There is no single “best” topical treatment for burn blisters. Clinicians use a range of options depending on burn size and location, and none has proven clearly superior to the others. For a small kitchen or household burn, a simple antibiotic ointment is practical and effective. Silver-based creams are sometimes used for larger burns but are harder to apply and remove, so they’re less ideal for home care.
Choosing the Right Bandage
Cover the burn with a non-stick dressing. This is critical. Ordinary gauze or adhesive bandages can bond to the raw wound surface and tear new skin off when you change them. Look for dressings labeled “non-adherent” or “non-stick” at any pharmacy.
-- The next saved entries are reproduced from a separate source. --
//
// structure_set.rs
// Dicom-Scans-rs
//
// Parses RT Structure Set ROIs and rasterises their planar contours into boolean masks on the image grid.
//
// Thales Matheus Mendonça Santos - October 2026

use std::collections::{BTreeMap, HashSet};
use std::path::{Path, PathBuf};

use ndarray::{Array3, ArrayViewMut2};
use rayon::prelude::*;
use tracing::{debug, warn};

use crate::dicom_access::{
    ElementAccess, CONTOUR_DATA, CONTOUR_GEOMETRIC_TYPE, CONTOUR_SEQUENCE, REFERENCED_ROI_NUMBER,
    ROI_CONTOUR_SEQUENCE, ROI_NAME, ROI_NUMBER, STRUCTURE_SET_ROI_SEQUENCE,
};
use crate::geometry::{Vec3, VolumeGeometry};
use crate::metadata::standardise_roi_name;

/// Closed polygon in patient coordinates (millimetres).
#[derive(Debug, Clone, PartialEq)]
pub struct Contour {
    pub points: Vec<Vec3>,
}

/// One region of interest and every contour drawn for it.
#[derive(Debug, Clone, PartialEq)]
pub struct Roi {
    pub number: i64,
    /// Name as written in the structure set.
    pub raw_name: String,
    /// Mask key: trimmed, lowercase, spaces replaced by underscores.
    pub name: String,
    pub contours: Vec<Contour>,
}

#[derive(Debug, Clone, PartialEq)]
pub struct StructureSet {
    pub path: PathBuf,
    pub rois: Vec<Roi>,
}

/// ROI number, raw name and mask key of one StructureSetROISequence item.
struct RoiEntry {
    number: i64,
    raw_name: String,
    name: String,
}

/// ROIs that become masks, in file order: items need a number and a name, and
/// a repeated mask key keeps its first ROI.
fn roi_entries<T: ElementAccess>(obj: &T, path: &Path) -> Vec<RoiEntry> {
    let mut seen = HashSet::new();
    let mut entries = Vec::new();
    for item in obj.sequence_items(STRUCTURE_SET_ROI_SEQUENCE) {
        let (Some(number), Some(raw_name)) =
            (item.element_i64(ROI_NUMBER), item.element_str(ROI_NAME))
        else {
            warn!(path = %path.display(), "structure set ROI without number or name");
            continue;
        };
        let name = standardise_roi_name(&raw_name);
        if !seen.insert(name.clone()) {
            warn!(path = %path.display(), roi = %raw_name, "duplicate ROI name, keeping the first");
            continue;
        }
        entries.push(RoiEntry {
            number,
            raw_name,
            name,
        });
    }
    entries
}

impl StructureSet {
    /// Mask keys this structure set yields; contour data is not touched.
    pub fn names_from_object<T: ElementAccess>(obj: &T, path: &Path) -> Vec<String> {
        roi_entries(obj, path)
            .into_iter()
            .map(|entry| entry.name)
            .collect()
    }

    pub fn from_object<T: ElementAccess>(obj: &T, path: &Path) -> Self {
        let mut contours_by_roi: BTreeMap<i64, Vec<Contour>> = BTreeMap::new();
        for item in obj.sequence_items(ROI_CONTOUR_SEQUENCE) {
            let Some(number) = item.element_i64(REFERENCED_ROI_NUMBER) else {
                warn!(path = %path.display(), "ROI contour item without ReferencedROINumber");
                continue;
            };
            let contours = contours_by_roi.entry(number).or_default();
            for contour in item.sequence_items(CONTOUR_SEQUENCE) {
                if let Some(parsed) = parse_contour(contour, path) {
                    contours.push(parsed);
                }
            }
        }

        let rois = roi_entries(obj, path)
            .into_iter()
            .map(|entry| Roi {
                contours: contours_by_roi.remove(&entry.number).unwrap_or_default(),
                number: entry.number,
                raw_name: entry.raw_name,
                name: entry.name,
            })
            .collect();

        Self {
            path: path.to_path_buf(),
            rois,
        }
    }

    pub fn names(&self) -> Vec<String> {
        self.rois.iter().map(|roi| roi.name.clone()).collect()
    }

    /// Rasterise every ROI onto the (rows, columns, slices) grid of `geometry`.
    pub fn rasterize(&self, geometry: &VolumeGeometry) -> Vec<(String, Array3<bool>)> {
        self.rois
            .par_iter()
            .map(|roi| (roi.name.clone(), rasterize_roi(roi, geometry)))
            .collect()
    }
}

fn parse_contour<T: ElementAccess>(item: &T, path: &Path) -> Option<Contour> {
    let kind = item.element_str(CONTOUR_GEOMETRIC_TYPE);
    if let Some(kind) = kind.as_deref() {
        if kind != "CLOSED_PLANAR" {
            debug!(path = %path.display(), kind, "skipping non-planar contour");
            return None;
        }
    }

    let data = item.element_f64s(CONTOUR_DATA)?;
    if data.len() < 9 || data.len() % 3 != 0 {
        warn!(path = %path.display(), values = data.len(), "malformed ContourData");
        return None;
    }
    Some(Contour {
        points: data.chunks_exact(3).map(|p| [p[0], p[1], p[2]]).collect(),
    })
}

fn rasterize_roi(roi: &Roi, geometry: &VolumeGeometry) -> Array3<bool> {
    let [rows, columns, depth] = geometry.shape();
    let mut mask = Array3::from_elem((rows, columns, depth), false);

    for contour in &roi.contours {
        let centroid = centroid(&contour.points);
        let Some(slice) = geometry.slice_index(centroid) else {
            debug!(roi = %roi.raw_name, "contour lies outside the image stack");
            continue;
        };
        let polygon: Vec<(f64, f64)> = contour
            .points
            .iter()
            .map(|p| geometry.in_plane_index(*p))
            .collect();
        fill_polygon_xor(
            mask.index_axis_mut(ndarray::Axis(2), slice),
            &polygon,
        );
    }
    mask
}

fn centroid(points: &[Vec3]) -> Vec3 {
    let n = points.len().max(1) as f64;
    let mut sum = [0.0; 3];
    for p in points {
        for axis in 0..3 {
            sum[axis] += p[axis];
        }
    }
    [sum[0] / n, sum[1] / n, sum[2] / n]
}

/// Toggle every pixel whose centre lies inside `polygon` (even-odd rule), so
/// nested contours on the same slice carve holes.
fn fill_polygon_xor(mut plane: ArrayViewMut2<bool>, polygon: &[(f64, f64)]) {
    let (rows, columns) = plane.dim();
    if polygon.len() < 3 || rows == 0 || columns == 0 {
        return;
    }

    let (mut min_r, mut max_r) = (f64::INFINITY, f64::NEG_INFINITY);
    for (r, _) in polygon {
        min_r = min_r.min(*r);
        max_r = max_r.max(*r);
    }
    let first_row = min_r.ceil().max(0.0) as usize;
    let last_row = (max_r.floor().min((rows - 1) as f64)).max(-1.0);
    if last_row < first_row as f64 {
        return;
    }

    for row in first_row..=last_row as usize {
        let y = row as f64;
        let mut crossings: Vec<f64> = Vec::new();
        for (idx, &(r0, c0)) in polygon.iter().enumerate() {
            let (r1, c1) = polygon[(idx + 1) % polygon.len()];
            // Half-open rule so a vertex on the scanline is counted once.
            if (r0 <= y && y < r1) || (r1 <= y && y < r0) {
                crossings.push(c0 + (y - r0) / (r1 - r0) * (c1 - c0));
            }
        }
        crossings.sort_by(f64::total_cmp);

        for span in crossings.chunks_exact(2) {
            let start = span[0].ceil().max(0.0);
            let end = span[1].min((columns - 1) as f64);
            if end < start {
                continue;
            }
            for column in start as usize..=end.floor() as usize {
                // A centre exactly on the closing edge belongs outside.
                if (column as f64) < span[1] {
                    let cell = &mut plane[[row, column]];
                    *cell = !*cell;
                }
            }
        }
    }
}

#[cfg(test)]
mod tests {
    use super::*;
    use crate::geometry::SliceGeometry;
    use dicom::core::value::DataSetSequence;
    use dicom::core::{DataElement, PrimitiveValue, Tag, VR};
    use dicom::dictionary_std::StandardDataDictionary;
    use dicom::object::InMemDicomObject;
    use ndarray::Array2;

    fn item(entries: &[(Tag, VR, &str)]) -> InMemDicomObject {
        let mut obj = InMemDicomObject::new_empty_with_dict(StandardDataDictionary);
        for (tag, vr, value) in entries {
            obj.put(DataElement::new(*tag, *vr, PrimitiveValue::from(*value)));
        }
        obj
    }

    fn with_sequence(
        mut obj: InMemDicomObject,
        tag: Tag,
        items: Vec<InMemDicomObject>,
    ) -> InMemDicomObject {
        obj.put(DataElement::new(tag, VR::SQ, DataSetSequence::from(items)));
        obj
    }

    fn grid() -> VolumeGeometry {
        let slice = |z: f64| SliceGeometry {
            position: [0.0, 0.0, z],
            orientation: [1.0, 0.0, 0.0, 0.0, 1.0, 0.0],
            pixel_spacing: [1.0, 1.0],
            thickness: 1.0,
            rows: 6,
            columns: 6,
        };
        VolumeGeometry::from_sorted(&[slice(0.0), slice(1.0)], Path::new("p")).expect("grid")
    }

    fn square(min: f64, max: f64, z: f64) -> Contour {
        Contour {
            points: vec![[min, min, z], [max, min, z], [max, max, z], [min, max, z]],
        }
    }

    #[test]
    fn fills_pixel_centres_inside_the_polygon() {
        let mut plane = Array2::from_elem((5, 5), false);
        fill_polygon_xor(plane.view_mut(), &[(0.5, 0.5), (0.5, 3.5), (3.5, 3.5), (3.5, 0.5)]);

        let filled: Vec<_> = plane
            .indexed_iter()
            .filter(|(_, v)| **v)
            .map(|(idx, _)| idx)
            .collect();
        assert_eq!(filled.len(), 9);
        assert!(plane[[1, 1]] && plane[[3, 3]]);
        assert!(!plane[[0, 0]] && !plane[[4, 4]]);
    }

    #[test]
    fn nested_contours_leave_a_hole() {
        let roi = Roi {
            number: 1,
            raw_name: "Ring".to_string(),
            name: "ring".to_string(),
            contours: vec![square(-0.5, 4.5, 1.0), square(1.5, 2.5, 1.0)],
        };
        let mask = rasterize_roi(&roi, &grid());

        assert_eq!(mask.dim(), (6, 6, 2));
        assert!(mask[[0, 0, 1]]);
        assert!(!mask[[2, 2, 1]]);
        assert_eq!(mask.iter().filter(|v| **v).count(), 25 - 1);
        assert!(mask.index_axis(ndarray::Axis(2), 0).iter().all(|v| !v));
    }

    #[test]
    fn contours_off_the_stack_are_skipped() {
        let roi = Roi {
            number: 2,
            raw_name: "Far".to_string(),
            name: "far".to_string(),
            contours: vec![square(0.5, 2.5, 50.0)],
        };
        let mask = rasterize_roi(&roi, &grid());
        assert!(mask.iter().all(|v| !v));
    }

    #[test]
    fn preview_names_are_the_mask_keys() {
        let rois = vec![
            item(&[(ROI_NUMBER, VR::IS, "1"), (ROI_NAME, VR::LO, "Left Lung")]),
            item(&[(ROI_NUMBER, VR::IS, "2"), (ROI_NAME, VR::LO, "left lung ")]),
            // Named but unnumbered: cannot be matched to contours.
            item(&[(ROI_NAME, VR::LO, "Bladder")]),
            item(&[(ROI_NUMBER, VR::IS, "4")]),
            item(&[(ROI_NUMBER, VR::IS, "5"), (ROI_NAME, VR::LO, "Heart")]),
        ];
        let obj = with_sequence(item(&[]), STRUCTURE_SET_ROI_SEQUENCE, rois);
        let path = Path::new("rtstruct.dcm");

        let preview = StructureSet::names_from_object(&obj, path);
        assert_eq!(preview, vec!["left_lung", "heart"]);

        let structures = StructureSet::from_object(&obj, path);
        assert_eq!(structures.names(), preview);
        assert_eq!(structures.rois[0].raw_name, "Left Lung");
        assert_eq!(structures.rasterize(&grid()).len(), preview.len());
    }
}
Fine mesh gauze coated in petroleum works well and is widely available.
For burns that are oozing fluid, foam dressings or hydrocolloid bandages absorb moisture while keeping the wound surface moist, which speeds healing. Secure whatever dressing you use with medical tape or a loose wrap of rolled gauze. The bandage should be snug enough to stay in place but not tight enough to compress the burn.
Change the dressing once a day, or sooner if it gets wet or dirty. Each time, gently wash the burn, reapply ointment, and put on a fresh bandage. This daily routine continues until the skin has fully closed over.
What Healing Looks Like
A superficial second-degree burn (where the blister is pink and very painful underneath) typically heals in about two weeks. Deeper second-degree burns, where the tissue beneath the blister appears white or mottled, can take three weeks or longer and are more likely to scar.
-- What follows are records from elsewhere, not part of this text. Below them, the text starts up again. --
//
// loader.rs
// Dicom-Scans-rs
//
// Assembles patient directories into volumes and structure masks, singly or lazily over a collection.
//
// Thales Matheus Mendonça Santos - October 2026

use std::cmp::Reverse;
use std::collections::BTreeMap;
use std::fs;
use std::path::{Path, PathBuf};

use dicom::object::{open_file, DefaultDicomObject, OpenFileOptions};
use ndarray::{Array2, Array3};
use serde::{Deserialize, Serialize};
use tracing::{debug, info, warn};
use walkdir::WalkDir;

use crate::dicom_access::PIXEL_DATA;
use crate::error::{LoadError, Result, ValidationError};
use crate::geometry::VolumeGeometry;
use crate::metadata::{ObjectKind, SeriesAttributes};
use crate::models::{MaskMap, PatientScan, ScanAttributes};
use crate::preprocess::{make_isotropic, make_isotropic_mask, Interpolation};
use crate::structure_set::StructureSet;
use crate::validate::{predicate, Invoke, Param, Validated};
use crate::volume::{stack_frames, to_canonical, ImageSlice};

/// How loaded arrays are placed on their output grid.
#[derive(Debug, Clone, Copy, PartialEq, Serialize, Deserialize)]
pub struct LoadOptions {
    /// Target isotropic spacing in millimetres; `None` keeps the native grid.
    pub isotropic: Option<f64>,
    /// Sampling for the intensity volume. Masks always use nearest neighbour.
    pub interpolation: Interpolation,
}

impl Default for LoadOptions {
    fn default() -> Self {
        Self {
            isotropic: Some(1.0),
            interpolation: Interpolation::Linear,
        }
    }
}

#[derive(Debug, Clone, Default)]
pub struct ScanLoader {
    options: LoadOptions,
}

/// How much of each file a pass needs.
#[derive(Debug, Clone, Copy, PartialEq, Eq)]
enum Pass {
    /// Structure set names only.
    Names,
    /// Slice geometry and structure sets; frames are decoded but not kept.
    Geometry,
    /// Everything, with frames kept.
    Pixels,
}

struct LoadedSlice {
    info: ImageSlice,
    frame: Option<Array2<f32>>,
}

#[derive(Default)]
struct PatientFiles {
    slices: Vec<LoadedSlice>,
    structure_set: Option<(PathBuf, DefaultDicomObject)>,
}

/// Sorted slice stack of one patient with its shared grid.
struct Series {
    slices: Vec<LoadedSlice>,
    geometry: VolumeGeometry,
}

impl ScanLoader {
    pub fn new(options: LoadOptions) -> Result<Self, ValidationError> {
        let gate = Validated::new(
            |options: LoadOptions| Self { options },
            (Param::new("options").check(predicate(
                "a positive, finite isotropic spacing",
                |o: &LoadOptions| o.isotropic.map_or(true, |t| t > 0.0 && t.is_finite()),
            )),),
        );
        gate.invoke((options,))
    }

    pub fn options(&self) -> &LoadOptions {
        &self.options
    }

    /// Intensity volume of one patient, in canonical orientation.
    pub fn load_volume(&self, dir: &Path) -> Result<Array3<f32>> {
        let files = scan_directory(dir, Pass::Pixels)?;
        let mut series = Series::assemble(files.slices, dir)?;
        self.volume_from(series.take_frames(), &series.geometry, dir)
    }

    /// Structure masks of one patient on the grid [`Self::load_volume`] would produce.
    pub fn load_masks(&self, dir: &Path) -> Result<MaskMap> {
        let files = scan_directory(dir, Pass::Geometry)?;
        let (path, obj) = files.structure_set.ok_or_else(|| LoadError::NoStructureSet {
            dir: dir.to_path_buf(),
        })?;
        let series = Series::assemble(files.slices, dir)?;
        self.masks_from(&series.geometry, &StructureSet::from_object(&obj, &path))
    }

    pub fn load_patient_scan(&self, dir: &Path) -> Result<PatientScan> {
        let files = scan_directory(dir, Pass::Pixels)?;
        let (path, obj) = files.structure_set.ok_or_else(|| LoadError::NoStructureSet {
            dir: dir.to_path_buf(),
        })?;
        let mut series = Series::assemble(files.slices, dir)?;

        let volume = self.volume_from(series.take_frames(), &series.geometry, dir)?;
        let masks = self.masks_from(&series.geometry, &StructureSet::from_object(&obj, &path))?;
        let attributes = self.scan_attributes(&series);

        info!(
            dir = %dir.display(),
            patient_id = %attributes.patient_id,
            shape = ?volume.dim(),
            masks = masks.len(),
            "loaded patient scan"
        );
        PatientScan::new(attributes, volume, masks)
    }

    /// Structure names of one patient without decoding any pixel data.
    ///
    /// Names are standardised and deduplicated exactly as mask keys are.
    pub fn load_roi_names(&self, dir: &Path) -> Result<Vec<String>> {
        let files = scan_directory(dir, Pass::Names)?;
        let (path, obj) = files.structure_set.ok_or_else(|| LoadError::NoStructureSet {
            dir: dir.to_path_buf(),
        })?;
        Ok(StructureSet::names_from_object(&obj, &path))
    }

    pub fn all_patient_scans(&self, collection: &Path) -> Result<Collection<PatientScan>> {
        let loader = self.clone();
        Collection::open(collection, move |dir| loader.load_patient_scan(dir))
    }

    pub fn all_volumes(&self, collection: &Path) -> Result<Collection<Array3<f32>>> {
        let loader = self.clone();
        Collection::open(collection, move |dir| loader.load_volume(dir))
    }

    pub fn all_masks(&self, collection: &Path) -> Result<Collection<MaskMap>> {
        let loader = self.clone();
        Collection::open(collection, move |dir| loader.load_masks(dir))
    }

    pub fn all_roi_names(&self, collection: &Path) -> Result<Collection<Vec<String>>> {
        let loader = self.clone();
        Collection::open(collection, move |dir| loader.load_roi_names(dir))
    }

    fn volume_from(
        &self,
        frames: Vec<Array2<f32>>,
        geometry: &VolumeGeometry,
        dir: &Path,
    ) -> Result<Array3<f32>> {
        let stack = stack_frames(&frames).ok_or_else(|| LoadError::NoImageSlices {
            dir: dir.to_path_buf(),
        })?;
        drop(frames);
        let volume = to_canonical(stack);

        match self.options.isotropic {
            Some(target) => Ok(make_isotropic(
                &volume,
                geometry.spacings(),
                target,
                self.options.interpolation,
            )?),
            None => Ok(volume),
        }
    }

    fn masks_from(&self, geometry: &VolumeGeometry, structures: &StructureSet) -> Result<MaskMap> {
        let mut masks = MaskMap::new();
        for (name, mask) in structures.rasterize(geometry) {
            let mask = to_canonical(mask);
            let mask = match self.options.isotropic {
                Some(target) => make_isotropic_mask(&mask, geometry.spacings(), target)?,
                None => mask,
            };
            masks.insert(name, mask);
        }
        Ok(masks)
    }

    fn scan_attributes(&self, series: &Series) -> ScanAttributes {
        let SeriesAttributes {
            patient_id,
            modality,
            manufacturer,
            scanner,
            study_date,
        } = series.slices[0].info.attributes.clone();
        let spacings = series.geometry.spacings();

        ScanAttributes {
            patient_id,
            modality,
            manufacturer,
            scanner,
            study_date,
            dimension_original: series.geometry.shape(),
            spacings,
            voxel_spacing: self.options.isotropic.map_or(spacings, |t| [t; 3]),
        }
    }
}

impl Series {
    fn assemble(mut slices: Vec<LoadedSlice>, dir: &Path) -> Result<Self> {
        slices.sort_by(|a, b| {
            a.info
                .geometry
                .slice_order()
                .total_cmp(&b.info.geometry.slice_order())
        });
        let geometries: Vec<_> = slices.iter().map(|s| s.info.geometry.clone()).collect();
        let geometry = VolumeGeometry::from_sorted(&geometries, dir)?;
        Ok(Self { slices, geometry })
    }

    /// Move the decoded frames out, in stack order.
    fn take_frames(&mut self) -> Vec<Array2<f32>> {
        self.slices
            .iter_mut()
            .filter_map(|slice| slice.frame.take())
            .collect()
    }
}

/// Keep a single series when a directory holds several: CT first, then the
/// series with most slices, then the lowest SeriesInstanceUID.
fn select_series(slices: Vec<LoadedSlice>, dir: &Path) -> Vec<LoadedSlice> {
    let mut series: BTreeMap<Option<String>, Vec<LoadedSlice>> = BTreeMap::new();
    for slice in slices {
        series
            .entry(slice.info.series_uid.clone())
            .or_default()
            .push(slice);
    }

    let chosen = series
        .iter()
        .min_by_key(|(_, slices)| (!slices[0].info.is_ct(), Reverse(slices.len())))
        .map(|(uid, _)| uid.clone());
    let kept = chosen
        .and_then(|uid| series.remove(&uid))
        .unwrap_or_default();

    for (uid, ignored) in &series {
        info!(
            dir = %dir.display(),
            series = uid.as_deref().unwrap_or("<none>"),
            modality = %ignored[0].info.attributes.modality,
            slices = ignored.len(),
            "ignoring additional image series"
        );
    }
    kept
}

/// Every regular file below `dir`, sorted by path.
fn list_files(dir: &Path) -> Result<Vec<PathBuf>> {
    fs::metadata(dir).map_err(|source| LoadError::Io {
        path: dir.to_path_buf(),
        source,
    })?;

    let mut files = Vec::new();
    for entry in WalkDir::new(dir).sort_by_file_name() {
        match entry {
            Ok(entry) if entry.file_type().is_file() => files.push(entry.into_path()),
            Ok(_) => {}
            Err(err) => warn!(dir = %dir.display(), error = %err, "skipping unreadable entry"),
        }
    }
    Ok(files)
}

fn scan_directory(dir: &Path, pass: Pass) -> Result<PatientFiles> {
    let mut found = PatientFiles::default();

    for path in list_files(dir)? {
        let opened = match pass {
            Pass::Names => OpenFileOptions::new()
                .read_until(PIXEL_DATA)
                .open_file(&path),
            Pass::Geometry | Pass::Pixels => open_file(&path),
        };
        let obj = match opened {
            Ok(obj) => obj,
            Err(err) => {
                warn!(path = %path.display(), error = %err, "skipping file that is not DICOM");
                continue;
            }
        };

        match ObjectKind::of(&obj) {
            ObjectKind::ImageSlice if pass != Pass::Names => {
                let info = match ImageSlice::from_object(&obj, &path) {
                    Ok(info) => info,
                    Err(err) => {
                        warn!(
                            path = %path.display(),
                            error = %err,
                            "skipping image slice with incomplete header"
                        );
                        continue;
                    }
                };
                if info.geometry.thickness <= 0.0 {
                    debug!(path = %path.display(), "dropping slice with non-positive thickness");
                    continue;
                }
                // Both grid passes decode, so volumes and masks keep the same slices.
                let frame = match info.decode(&obj) {
                    Ok(frame) => frame,
                    Err(err) => {
                        warn!(
                            path = %path.display(),
                            error = %err,
                            "skipping image slice with unreadable pixel data"
                        );
                        continue;
                    }
                };
                found.slices.push(LoadedSlice {
                    info,
                    frame: (pass == Pass::Pixels).then_some(frame),
                });
            }
            ObjectKind::StructureSet => {
                if found.structure_set.is_some() {
                    info!(path = %path.display(), "ignoring additional RT structure set");
                } else {
                    found.structure_set = Some((path, obj));
                }
            }
            _ => debug!(path = %path.display(), "ignoring unrelated DICOM object"),
        }
    }

    found.slices = select_series(found.slices, dir);
    if pass != Pass::Names && found.slices.is_empty() {
        return Err(LoadError::NoImageSlices {
            dir: dir.to_path_buf(),
        }
        .into());
    }
    Ok(found)
}

/// Lazy, forward-only sequence over the patient directories of a collection.
///
/// Subdirectories are visited in name order. A directory that fails to load is
/// logged, counted in [`Collection::skipped`], and passed over.
pub struct Collection<T> {
    pending: std::vec::IntoIter<PathBuf>,
    load: Box<dyn Fn(&Path) -> Result<T> + Send>,
    last_dir: Option<PathBuf>,
    skipped: Vec<PathBuf>,
}

impl<T> Collection<T> {
    fn open(root: &Path, load: impl Fn(&Path) -> Result<T> + Send + 'static) -> Result<Self> {
        let io_error = |source| LoadError::Io {
            path: root.to_path_buf(),
            source,
        };

        let mut dirs = Vec::new();
        for entry in fs::read_dir(root).map_err(io_error)? {
            let path = entry.map_err(io_error)?.path();
            if path.is_dir() {
                dirs.push(path);
            }
        }
        dirs.sort();
        debug!(collection = %root.display(), patients = dirs.len(), "opened collection");

        Ok(Self {
            pending: dirs.into_iter(),
            load: Box::new(load),
            last_dir: None,
            skipped: Vec::new(),
        })
    }

    /// Number of directories skipped so far.
    pub fn skipped(&self) -> usize {
        self.skipped.len()
    }

    pub fn skipped_dirs(&self) -> &[PathBuf] {
        &self.skipped
    }

    /// Directory that produced the most recently yielded item.
    pub fn last_dir(&self) -> Option<&Path> {
        self.last_dir.as_deref()
    }
}

impl<T> Iterator for Collection<T> {
    type Item = T;

    fn next(&mut self) -> Option<T> {
        for dir in self.pending.by_ref() {
            match (self.load)(dir.as_path()) {
                Ok(item) => {
                    self.last_dir = Some(dir);
                    return Some(item);
                }
                Err(err) => {
                    warn!(dir = %dir.display(), error = %err, "skipping patient directory");
                    self.skipped.push(dir);
                }
            }
        }
        None
    }

    fn size_hint(&self) -> (usize, Option<usize>) {
        (0, Some(self.pending.len()))
    }
}

/// [`ScanLoader::load_volume`] with default options.
pub fn load_volume(dir: &Path) -> Result<Array3<f32>> {
    ScanLoader::default().load_volume(dir)
}

/// [`ScanLoader::load_masks`] with default options.
pub fn load_masks(dir: &Path) -> Result<MaskMap> {
    ScanLoader::default().load_masks(dir)
}

/// [`ScanLoader::load_patient_scan`] with default options.
pub fn load_patient_scan(dir: &Path) -> Result<PatientScan> {
    ScanLoader::default().load_patient_scan(dir)
}

pub fn load_roi_names(dir: &Path) -> Result<Vec<String>> {
    ScanLoader::default().load_roi_names(dir)
}

pub fn all_patient_scans(collection: &Path) -> Result<Collection<PatientScan>> {
    ScanLoader::default().all_patient_scans(collection)
}

pub fn all_volumes(collection: &Path) -> Result<Collection<Array3<f32>>> {
    ScanLoader::default().all_volumes(collection)
}

pub fn all_masks(collection: &Path) -> Result<Collection<MaskMap>> {
    ScanLoader::default().all_masks(collection)
}

pub fn all_roi_names(collection: &Path) -> Result<Collection<Vec<String>>> {
    ScanLoader::default().all_roi_names(collection)
}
During the first few days, expect the area to be red, swollen, and tender. The blister fluid may look clear or slightly yellow. As healing progresses, the blister roof will dry out and eventually peel away on its own, revealing fresh pink skin underneath. That new skin is fragile and more sensitive to sunlight, so keep it covered or apply sunscreen for several months to prevent darkening.
Recognizing Infection Early
A burn blister that’s getting worse instead of better may be infected. Watch for these warning signs:
- Increasing redness that spreads beyond the edges of the original burn
- Red streaks extending outward from the wound toward nearby lymph nodes
- Cloudy, green, or foul-smelling drainage from the blister or wound
- Increasing pain after the first day or two, rather than gradual improvement
- Fever
Any of these warrants prompt medical attention. Burn wounds are especially vulnerable to infection because the skin’s barrier is broken, and infections in burned tissue can escalate quickly.
Burns That Need Professional Care
Not all burn blisters can be safely managed at home. Seek medical care if the burn covers an area larger than about three inches across, or if it involves the face, hands, feet, groin, or any joint. Burns that wrap all the way around a finger, hand, or limb also need professional evaluation because swelling can cut off circulation.
Burns are classified as “dirty wounds” for tetanus purposes. If your last tetanus booster was five or more years ago, or if you’re unsure of your vaccination history, you’ll likely need a booster. This is especially important for burns that were contaminated with dirt or debris.
Reducing Scarring After the Blister Heals
Once the wound has fully closed and no open areas remain, silicone gel sheets can help minimize raised or thickened scars. These thin, flexible sheets create a protective barrier over the healed skin that helps regulate how scar tissue forms. The recommended treatment period is 90 days, though some people use them longer depending on how the scar matures. They’re available over the counter and can be washed and reused.
Don’t apply silicone sheets to any area that still has an open wound. Wait until the skin is completely intact. In the meantime, keeping the healing burn moisturized with a fragrance-free lotion and protected from sun exposure gives you the best chance of a flat, less noticeable scar.